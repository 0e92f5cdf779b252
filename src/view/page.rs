//! Page window over the sorted list.

use serde::Serialize;

/// Allowed rows-per-page values.
pub const ROWS_PER_PAGE_OPTIONS: &[usize] = &[5, 10];

/// Default rows per page.
pub const DEFAULT_ROWS_PER_PAGE: usize = 5;

/// Zero-based page and page size.
#[derive(Debug, Clone, Copy, PartialEq, Eq, Serialize)]
pub struct Pagination {
    pub page: usize,
    pub rows_per_page: usize,
}

impl Default for Pagination {
    fn default() -> Self {
        Self {
            page: 0,
            rows_per_page: DEFAULT_ROWS_PER_PAGE,
        }
    }
}

impl Pagination {
    /// Number of pages for `len` rows. An empty list still has one (empty) page.
    pub fn page_count(&self, len: usize) -> usize {
        page_count(len, self.rows_per_page)
    }

    /// Copy with the page clamped to the last valid page for `len` rows.
    pub fn clamped(&self, len: usize) -> Pagination {
        Pagination {
            page: clamp_page(self.page, len, self.rows_per_page),
            rows_per_page: self.rows_per_page,
        }
    }

    /// Index range of the rows on the current page, truncated to `len`.
    pub fn window(&self, len: usize) -> std::ops::Range<usize> {
        let start = self.page.saturating_mul(self.rows_per_page).min(len);
        let end = start.saturating_add(self.rows_per_page).min(len);
        start..end
    }
}

/// Number of pages needed for `len` rows, at least one.
pub fn page_count(len: usize, rows_per_page: usize) -> usize {
    if rows_per_page == 0 {
        return 1;
    }
    len.div_ceil(rows_per_page).max(1)
}

/// Clamps `page` to `0..page_count(len, rows_per_page)`.
pub fn clamp_page(page: usize, len: usize, rows_per_page: usize) -> usize {
    page.min(page_count(len, rows_per_page) - 1)
}

/// Returns `list[page*rows_per_page .. (page+1)*rows_per_page]`, truncated to
/// the list. A page past the end yields an empty slice.
pub fn paginate<T>(list: &[T], page: usize, rows_per_page: usize) -> &[T] {
    let window = Pagination {
        page,
        rows_per_page,
    }
    .window(list.len());
    &list[window]
}

#[cfg(test)]
mod tests {
    use super::*;

    #[test]
    fn paginate_windows() {
        let list: Vec<u32> = (1..=12).collect();
        assert_eq!(paginate(&list, 0, 5), &[1, 2, 3, 4, 5]);
        assert_eq!(paginate(&list, 1, 5), &[6, 7, 8, 9, 10]);
        assert_eq!(paginate(&list, 2, 5), &[11, 12]);
        assert!(paginate(&list, 3, 5).is_empty());
        assert!(paginate(&list, usize::MAX, 10).is_empty());
        assert_eq!(paginate(&list, 0, 10).len(), 10);
    }

    #[test]
    fn paginate_empty_list() {
        let list: Vec<u32> = Vec::new();
        assert!(paginate(&list, 0, 5).is_empty());
    }

    #[test]
    fn page_count_rounds_up_with_minimum_one() {
        assert_eq!(page_count(0, 5), 1);
        assert_eq!(page_count(5, 5), 1);
        assert_eq!(page_count(6, 5), 2);
        assert_eq!(page_count(100, 10), 10);
        assert_eq!(page_count(3, 0), 1);
    }

    #[test]
    fn clamp_to_last_page() {
        assert_eq!(clamp_page(7, 12, 5), 2);
        assert_eq!(clamp_page(1, 12, 5), 1);
        assert_eq!(clamp_page(4, 0, 5), 0);

        let p = Pagination {
            page: 9,
            rows_per_page: 10,
        };
        assert_eq!(p.clamped(25).page, 2);
    }
}
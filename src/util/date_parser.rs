//! Flexible date parser for date range bounds.
//!
//! Supports multiple formats:
//! - Calendar date: `2024-05-17`
//! - ISO 8601 datetime: `2024-05-17T09:30:00`, `2024-05-17T09:30:00Z` (date part is kept)
//! - Keyword: `today`
//! - Relative: `-30d`, `-2w`, `-6m` (months), `-1y`

use chrono::{DateTime, Days, Months, NaiveDate, NaiveDateTime, Utc};

/// Error type for date parsing failures.
#[derive(Debug, Clone, PartialEq, Eq)]
pub struct DateParseError {
    pub input: String,
    pub message: String,
}

impl std::fmt::Display for DateParseError {
    fn fmt(&self, f: &mut std::fmt::Formatter<'_>) -> std::fmt::Result {
        write!(f, "Failed to parse date '{}': {}", self.input, self.message)
    }
}

impl std::error::Error for DateParseError {}

/// Parse a date bound relative to the current UTC day.
///
/// # Examples
///
/// ```
/// use usertable::util::parse_date;
///
/// let d = parse_date("2024-05-17").unwrap();
/// assert_eq!(d.to_string(), "2024-05-17");
/// ```
pub fn parse_date(input: &str) -> Result<NaiveDate, DateParseError> {
    parse_date_with_base(input, Utc::now().date_naive())
}

/// Parses a date expression using `today` as the reference for `today` and
/// relative forms.
///
/// | Format | Example | Description |
/// |--------|---------|-------------|
/// | Date | `2024-05-17` | Calendar date |
/// | ISO 8601 | `2024-05-17T09:30:00` | Date part of a datetime |
/// | Keyword | `today` | The `today` argument |
/// | Relative | `-30d`, `-2w`, `-6m`, `-1y` | Days, weeks, months, years before `today` |
pub fn parse_date_with_base(input: &str, today: NaiveDate) -> Result<NaiveDate, DateParseError> {
    let input = input.trim();

    if input.is_empty() {
        return Err(DateParseError {
            input: input.to_string(),
            message: "Empty input".to_string(),
        });
    }

    if input.eq_ignore_ascii_case("today") {
        return Ok(today);
    }

    if let Some(date) = try_parse_relative(input, today) {
        return Ok(date);
    }

    if let Some(date) = try_parse_calendar_date(input) {
        return Ok(date);
    }

    if let Some(date) = try_parse_iso8601(input) {
        return Ok(date);
    }

    Err(DateParseError {
        input: input.to_string(),
        message: "Unrecognized format. Use: date (2024-05-17), \
                  ISO 8601 (2024-05-17T09:30:00), today, \
                  or relative (-30d, -2w, -6m, -1y)"
            .to_string(),
    })
}

/// Try to parse as relative date (-30d, -2w, -6m, -1y).
fn try_parse_relative(input: &str, today: NaiveDate) -> Option<NaiveDate> {
    let rest = input.strip_prefix('-')?;
    let unit = rest.chars().last()?;
    let number_str = &rest[..rest.len() - unit.len_utf8()];
    if number_str.is_empty() {
        return None;
    }
    let number: u32 = number_str.parse().ok()?;

    match unit {
        'd' => today.checked_sub_days(Days::new(number as u64)),
        'w' => today.checked_sub_days(Days::new(number as u64 * 7)),
        'm' => today.checked_sub_months(Months::new(number)),
        'y' => today.checked_sub_months(Months::new(number.checked_mul(12)?)),
        _ => None,
    }
}

fn try_parse_calendar_date(input: &str) -> Option<NaiveDate> {
    NaiveDate::parse_from_str(input, "%Y-%m-%d").ok()
}

/// Try to parse as ISO 8601 datetime and keep the (UTC) date part.
fn try_parse_iso8601(input: &str) -> Option<NaiveDate> {
    if !input.contains('T') {
        return None;
    }

    if let Ok(dt) = DateTime::parse_from_rfc3339(input) {
        return Some(dt.with_timezone(&Utc).date_naive());
    }

    // No timezone, assume UTC
    if let Ok(ndt) = NaiveDateTime::parse_from_str(input, "%Y-%m-%dT%H:%M:%S") {
        return Some(ndt.date());
    }

    NaiveDateTime::parse_from_str(input, "%Y-%m-%dT%H:%M")
        .ok()
        .map(|ndt| ndt.date())
}
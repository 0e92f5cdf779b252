//! TUI widgets for usertable.

mod date_input;
mod filters;
mod footer;
mod header;
mod help;
mod quit_confirm;
mod status_editor;
mod users;

pub use date_input::render_date_input;
pub use filters::render_filters;
pub use footer::render_footer;
pub use header::render_header;
pub use help::render_help;
pub use quit_confirm::render_quit_confirm;
pub use status_editor::render_status_editor;
pub use users::render_users;
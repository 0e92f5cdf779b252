//! Terminal User Interface for usertable.
//!
//! Interactive table over the view model: search, status and date filters,
//! column sorting, pagination and in-place status edits.

mod app;
mod event;
mod input;
mod render;
mod state;
mod style;
mod widgets;

pub use app::App;
pub use input::{KeyAction, handle_key};
pub use state::{AppState, InputMode, PopupState};
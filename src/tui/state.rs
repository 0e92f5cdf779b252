//! Application state management.

use ratatui::widgets::TableState as RatatuiTableState;
use tracing::{info, warn};

use crate::model::{Record, Status};
use crate::view::{SortField, ViewError, ViewState, derive_view, update_status};

/// Number of ticks a status message stays visible.
const STATUS_MESSAGE_TICKS: u8 = 12;

/// Input mode for the application.
#[derive(Debug, Clone, Copy, PartialEq, Eq, Default)]
pub enum InputMode {
    #[default]
    Normal,
    /// Typing into the name search box.
    Search,
    /// Typing the start date bound.
    DateStart,
    /// Typing the end date bound.
    DateEnd,
}

impl InputMode {
    pub fn is_date(&self) -> bool {
        matches!(self, InputMode::DateStart | InputMode::DateEnd)
    }
}

/// Active popup state. Only one popup can be open at a time.
#[derive(Debug, Clone, PartialEq, Default)]
pub enum PopupState {
    /// No popup is open.
    #[default]
    None,
    /// Help popup with scroll offset.
    Help { scroll: usize },
    /// Quit confirmation dialog.
    QuitConfirm,
    /// Status editor for one record with the highlighted choice.
    StatusEditor { id: u32, choice: Status },
}

impl PopupState {
    /// Returns true if any popup is open (excluding None).
    pub fn is_open(&self) -> bool {
        !matches!(self, Self::None)
    }
}

/// Main application state.
#[derive(Debug)]
pub struct AppState {
    /// Full record set. Only status edits change it.
    pub records: Vec<Record>,
    /// Filter, sort and pagination settings.
    pub view: ViewState,
    /// Input mode.
    pub input_mode: InputMode,
    /// Search box buffer.
    pub search_input: String,
    /// Date bound input buffer (`f` / `t`).
    pub date_input: String,
    /// Last date parse error to display in the popup.
    pub date_error: Option<String>,
    /// Selected row index within the current page.
    pub selected: usize,
    /// Column cursor for keyboard sorting (`←`/`→`, `o`).
    pub column_cursor: SortField,
    /// Active popup state.
    pub popup: PopupState,
    /// Temporary status message shown in the header.
    pub status_message: Option<String>,
    /// Ticks left before `status_message` is cleared.
    status_ticks: u8,
    /// Ratatui table state (selection highlight).
    pub ratatui_state: RatatuiTableState,
}

impl AppState {
    pub fn new(records: Vec<Record>, view: ViewState) -> Self {
        let search_input = view.filter.search.clone();
        let mut state = Self {
            records,
            view,
            input_mode: InputMode::Normal,
            search_input,
            date_input: String::new(),
            date_error: None,
            selected: 0,
            column_cursor: SortField::Id,
            popup: PopupState::None,
            status_message: None,
            status_ticks: 0,
            ratatui_state: RatatuiTableState::default(),
        };
        state.column_cursor = state.view.sort.field;
        state.refresh();
        state
    }

    /// Replaces the view state. A different view starts at the top of the page.
    pub fn set_view(&mut self, view: ViewState) {
        if view != self.view {
            self.view = view;
            self.selected = 0;
        }
        self.refresh();
    }

    /// Number of records passing the current filter.
    pub fn filtered_len(&self) -> usize {
        derive_view(&self.records, &self.view).filtered_len
    }

    /// Ids of the rows on the current page, in display order.
    pub fn page_ids(&self) -> Vec<u32> {
        derive_view(&self.records, &self.view)
            .rows
            .iter()
            .map(|r| r.id)
            .collect()
    }

    /// Id of the selected row, if the page is not empty.
    pub fn selected_id(&self) -> Option<u32> {
        self.page_ids().get(self.selected).copied()
    }

    pub fn record(&self, id: u32) -> Option<&Record> {
        self.records.iter().find(|r| r.id == id)
    }

    /// Clamps the page to the filtered list and the selection to the page,
    /// and syncs the ratatui table state.
    pub fn refresh(&mut self) {
        let view = derive_view(&self.records, &self.view);
        let clamped = view.pagination;
        let rows = view.rows.len();
        if clamped != self.view.pagination {
            self.view = self.view.with_page(clamped.page);
        }

        if rows == 0 {
            self.selected = 0;
            self.ratatui_state.select(None);
        } else {
            self.selected = self.selected.min(rows - 1);
            self.ratatui_state.select(Some(self.selected));
        }
    }

    /// Sets record `id` to `status`.
    pub fn apply_status(&mut self, id: u32, status: Status) -> Result<(), ViewError> {
        let records = update_status(&self.records, id, status)?;
        self.records = records;
        info!(id, status = %status, "status changed");
        self.refresh();
        Ok(())
    }

    /// Opens the status editor on the selected row.
    pub fn open_status_editor(&mut self) {
        let Some(id) = self.selected_id() else {
            self.set_status_message("No row selected");
            return;
        };
        if let Some(record) = self.record(id) {
            self.popup = PopupState::StatusEditor {
                id,
                choice: record.status(),
            };
        }
    }

    pub fn set_status_message(&mut self, message: impl Into<String>) {
        let message = message.into();
        warn!(%message, "action rejected");
        self.status_message = Some(message);
        self.status_ticks = STATUS_MESSAGE_TICKS;
    }

    /// Advances timers on each event-loop tick.
    pub fn on_tick(&mut self) {
        if self.status_message.is_some() {
            self.status_ticks = self.status_ticks.saturating_sub(1);
            if self.status_ticks == 0 {
                self.status_message = None;
            }
        }
    }

    pub fn select_up(&mut self) {
        self.selected = self.selected.saturating_sub(1);
        self.refresh();
    }

    pub fn select_down(&mut self) {
        self.selected = self.selected.saturating_add(1);
        self.refresh();
    }
}
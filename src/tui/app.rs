//! Main TUI application.

use std::io;
use std::time::Duration;

use crossterm::execute;
use crossterm::terminal::{
    EnterAlternateScreen, LeaveAlternateScreen, disable_raw_mode, enable_raw_mode,
};
use ratatui::Terminal;
use ratatui::backend::CrosstermBackend;
use tracing::{debug, info};

use super::event::{Event, EventHandler};
use super::input::{KeyAction, handle_key};
use super::render::render;
use super::state::AppState;

/// Main TUI application.
pub struct App {
    state: AppState,
    should_quit: bool,
}

impl App {
    /// Creates a new App over the given state.
    pub fn new(state: AppState) -> Self {
        Self {
            state,
            should_quit: false,
        }
    }

    /// Runs the TUI application until the user quits.
    pub fn run(mut self, tick_rate: Duration) -> io::Result<()> {
        // Setup terminal
        enable_raw_mode()?;
        let mut stdout = io::stdout();
        execute!(stdout, EnterAlternateScreen)?;
        let backend = CrosstermBackend::new(stdout);
        let mut terminal = Terminal::new(backend)?;

        let events = EventHandler::new(tick_rate);
        info!(records = self.state.records.len(), "tui started");

        let result = self.event_loop(&mut terminal, &events);

        // Restore terminal even if the loop failed
        disable_raw_mode()?;
        execute!(terminal.backend_mut(), LeaveAlternateScreen)?;
        terminal.show_cursor()?;

        info!("tui stopped");
        result
    }

    fn event_loop(
        &mut self,
        terminal: &mut Terminal<CrosstermBackend<io::Stdout>>,
        events: &EventHandler,
    ) -> io::Result<()> {
        loop {
            terminal.draw(|frame| render(frame, &mut self.state))?;

            match events.next() {
                Ok(Event::Tick) => self.state.on_tick(),
                Ok(Event::Key(key)) => {
                    if handle_key(&mut self.state, key) == KeyAction::Quit {
                        self.should_quit = true;
                    }
                }
                Ok(Event::Resize(width)) => {
                    debug!(width, "terminal resized");
                }
                Err(_) => {
                    self.should_quit = true;
                }
            }

            if self.should_quit {
                return Ok(());
            }
        }
    }
}
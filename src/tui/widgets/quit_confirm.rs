//! Quit confirmation popup widget.

use ratatui::Frame;
use ratatui::layout::{Alignment, Rect};
use ratatui::style::{Color, Style};
use ratatui::text::{Line, Span};
use ratatui::widgets::{Block, Borders, Clear, Paragraph};

use crate::tui::style::Styles;

/// Renders a centered quit confirmation popup.
pub fn render_quit_confirm(frame: &mut Frame, area: Rect) {
    let popup_width = (area.width * 50 / 100).clamp(40, 60).min(area.width);
    let popup_height = area.height.clamp(7, 9).min(area.height);

    let popup_x = area.x + (area.width.saturating_sub(popup_width)) / 2;
    let popup_y = area.y + (area.height.saturating_sub(popup_height)) / 2;
    let popup_area = Rect::new(popup_x, popup_y, popup_width, popup_height);

    frame.render_widget(Clear, popup_area);

    let block = Block::default()
        .title(" Exit usertable ")
        .borders(Borders::ALL)
        .border_style(Styles::popup_border());
    let inner = block.inner(popup_area);
    frame.render_widget(block, popup_area);

    let content = vec![
        Line::from(Span::styled(
            "Are you sure you want to quit?",
            Style::default().fg(Color::White),
        )),
        Line::from(""),
        Line::from(vec![
            Span::styled("Enter", Styles::help_key()),
            Span::styled(" or ", Styles::dim()),
            Span::styled("q", Styles::help_key()),
            Span::styled(" → quit", Styles::dim()),
        ]),
        Line::from(vec![
            Span::styled("Esc", Styles::help_key()),
            Span::styled(" or ", Styles::dim()),
            Span::styled("n", Styles::help_key()),
            Span::styled(" → cancel", Styles::dim()),
        ]),
    ];

    let paragraph = Paragraph::new(content)
        .alignment(Alignment::Center)
        .style(Style::default().fg(Color::White));
    frame.render_widget(paragraph, inner);
}
//! User record model.
//!
//! A [`Record`] is one table row: a stable id, the `about` profile and the
//! `details` block. The serialized shape matches the JSON used by the dump
//! mode (`invitedBy`, upper-case status, RFC 3339 date).

use std::fmt;
use std::str::FromStr;

use chrono::{DateTime, Utc};
use serde::{Deserialize, Serialize};

/// Account status. A record always has exactly one.
#[derive(Debug, Clone, Copy, PartialEq, Eq, Hash, Serialize, Deserialize)]
#[serde(rename_all = "UPPERCASE")]
pub enum Status {
    Active,
    Invited,
    Blocked,
}

impl Status {
    pub fn all() -> &'static [Status] {
        &[Status::Active, Status::Invited, Status::Blocked]
    }

    /// Upper-case label as shown in the table.
    pub fn as_str(&self) -> &'static str {
        match self {
            Status::Active => "ACTIVE",
            Status::Invited => "INVITED",
            Status::Blocked => "BLOCKED",
        }
    }

    /// Next status in display order, wrapping around.
    pub fn next(&self) -> Status {
        match self {
            Status::Active => Status::Invited,
            Status::Invited => Status::Blocked,
            Status::Blocked => Status::Active,
        }
    }

    /// Previous status in display order, wrapping around.
    pub fn prev(&self) -> Status {
        match self {
            Status::Active => Status::Blocked,
            Status::Invited => Status::Active,
            Status::Blocked => Status::Invited,
        }
    }
}

impl fmt::Display for Status {
    fn fmt(&self, f: &mut fmt::Formatter<'_>) -> fmt::Result {
        f.write_str(self.as_str())
    }
}

/// Error returned when a status label is not one of the known values.
#[derive(Debug, Clone, PartialEq, Eq)]
pub struct ParseStatusError(pub String);

impl fmt::Display for ParseStatusError {
    fn fmt(&self, f: &mut fmt::Formatter<'_>) -> fmt::Result {
        write!(
            f,
            "unknown status '{}' (expected ACTIVE, INVITED or BLOCKED)",
            self.0
        )
    }
}

impl std::error::Error for ParseStatusError {}

impl FromStr for Status {
    type Err = ParseStatusError;

    fn from_str(s: &str) -> Result<Self, Self::Err> {
        match s.trim().to_ascii_uppercase().as_str() {
            "ACTIVE" => Ok(Status::Active),
            "INVITED" => Ok(Status::Invited),
            "BLOCKED" => Ok(Status::Blocked),
            _ => Err(ParseStatusError(s.to_string())),
        }
    }
}

/// Profile part of a record.
#[derive(Debug, Clone, PartialEq, Eq, Serialize, Deserialize)]
pub struct About {
    pub name: String,
    pub status: Status,
    pub email: String,
}

/// Invitation details.
#[derive(Debug, Clone, PartialEq, Eq, Serialize, Deserialize)]
#[serde(rename_all = "camelCase")]
pub struct Details {
    pub date: DateTime<Utc>,
    pub invited_by: String,
}

/// One user row.
#[derive(Debug, Clone, PartialEq, Eq, Serialize, Deserialize)]
pub struct Record {
    pub id: u32,
    pub about: About,
    pub details: Details,
}

impl Record {
    pub fn status(&self) -> Status {
        self.about.status
    }

    /// Returns a copy of this record with a different status.
    pub fn with_status(&self, status: Status) -> Self {
        let mut record = self.clone();
        record.about.status = status;
        record
    }
}
//! Header widget showing status counts and the input line.

use ratatui::Frame;
use ratatui::layout::{Constraint, Layout, Rect};
use ratatui::text::{Line, Span};
use ratatui::widgets::Paragraph;

use crate::tui::state::{AppState, InputMode};
use crate::tui::style::Styles;
use crate::view::StatusCounts;

/// Renders the header bar.
pub fn render_header(frame: &mut Frame, area: Rect, state: &AppState, counts: &StatusCounts) {
    let chunks = Layout::horizontal([
        Constraint::Length(12), // Title
        Constraint::Min(40),    // Counts
        Constraint::Length(36), // Search input or status message
    ])
    .split(area);

    frame.render_widget(Paragraph::new(" usertable ").style(Styles::header()), chunks[0]);

    let counts_line = Line::from(vec![
        Span::styled(" Total: ", Styles::header()),
        Span::styled(counts.total.to_string(), Styles::header()),
        Span::styled("  Active: ", Styles::header()),
        Span::styled(counts.active.to_string(), Styles::header()),
        Span::styled("  Inactive: ", Styles::header()),
        Span::styled(counts.inactive.to_string(), Styles::header()),
        Span::styled("  Blocked: ", Styles::header()),
        Span::styled(counts.blocked.to_string(), Styles::header()),
    ]);
    frame.render_widget(Paragraph::new(counts_line).style(Styles::header()), chunks[1]);

    let (right_content, right_style) = if let Some(msg) = &state.status_message {
        (msg.clone(), Styles::modified_item())
    } else {
        match state.input_mode {
            InputMode::Search => (
                format!("Search: {}█", state.search_input),
                Styles::filter_input(),
            ),
            InputMode::Normal | InputMode::DateStart | InputMode::DateEnd => {
                (String::new(), Styles::header())
            }
        }
    };
    frame.render_widget(Paragraph::new(right_content).style(right_style), chunks[2]);
}
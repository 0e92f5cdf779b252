//! Table view model.
//!
//! The pipeline is: records → [`filter::apply_filters`] → [`sort::sort_records`]
//! → [`page::paginate`]. [`derive_view`] runs it for one [`ViewState`]; nothing
//! is cached, every change of state derives the view again.
//!
//! [`users::build_users_view`] turns the derived page into a UI-agnostic
//! [`common::TableViewModel`] that the TUI renders.

pub mod common;
pub mod counts;
pub mod edit;
pub mod filter;
pub mod page;
pub mod sort;
pub mod state;
pub mod users;

use serde::Serialize;
use tracing::trace;

use crate::model::Record;

pub use counts::{StatusCounts, derive_counts};
pub use edit::update_status;
pub use filter::{DateRange, FilterState, apply_filters};
pub use page::{Pagination, ROWS_PER_PAGE_OPTIONS, paginate};
pub use sort::{ParseSortFieldError, SortDirection, SortField, SortState, sort_records, toggle_sort};
pub use state::ViewState;

/// Errors raised by view operations.
#[derive(Debug, Clone, PartialEq, Eq)]
pub enum ViewError {
    /// No record with this id exists.
    RecordNotFound(u32),
    /// Rows per page is not one of [`ROWS_PER_PAGE_OPTIONS`].
    InvalidRowsPerPage(usize),
}

impl std::fmt::Display for ViewError {
    fn fmt(&self, f: &mut std::fmt::Formatter<'_>) -> std::fmt::Result {
        match self {
            ViewError::RecordNotFound(id) => write!(f, "no record with id {}", id),
            ViewError::InvalidRowsPerPage(n) => write!(
                f,
                "invalid rows per page {} (expected one of {:?})",
                n, ROWS_PER_PAGE_OPTIONS
            ),
        }
    }
}

impl std::error::Error for ViewError {}

/// Result of running the pipeline for one view state.
#[derive(Debug, Clone, Serialize)]
pub struct DerivedView<'a> {
    /// Rows on the current page, in display order.
    pub rows: Vec<&'a Record>,
    /// Number of records passing the filter.
    pub filtered_len: usize,
    /// Pagination with the page clamped to the last valid page.
    pub pagination: Pagination,
    pub page_count: usize,
    /// Counts over the full record set, not the filtered one.
    pub counts: StatusCounts,
}

impl DerivedView<'_> {
    /// Index range of the current page within the filtered list.
    pub fn window(&self) -> std::ops::Range<usize> {
        self.pagination.window(self.filtered_len)
    }
}

/// Filters, sorts and paginates `records` for `state`.
pub fn derive_view<'a>(records: &'a [Record], state: &ViewState) -> DerivedView<'a> {
    let filtered = apply_filters(records, &state.filter);
    let sorted = sort_records(&filtered, state.sort);
    let pagination = state.pagination.clamped(sorted.len());
    let rows = paginate(&sorted, pagination.page, pagination.rows_per_page).to_vec();

    trace!(
        filtered = sorted.len(),
        page = pagination.page,
        rows = rows.len(),
        "view derived"
    );

    DerivedView {
        rows,
        filtered_len: sorted.len(),
        page_count: pagination.page_count(sorted.len()),
        pagination,
        counts: derive_counts(records),
    }
}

- PROBLEM STATEMENT: Nothing but a number is expected: how many lines in the listing above contain "struct"?

- ANSWER FOR THE TASK: 9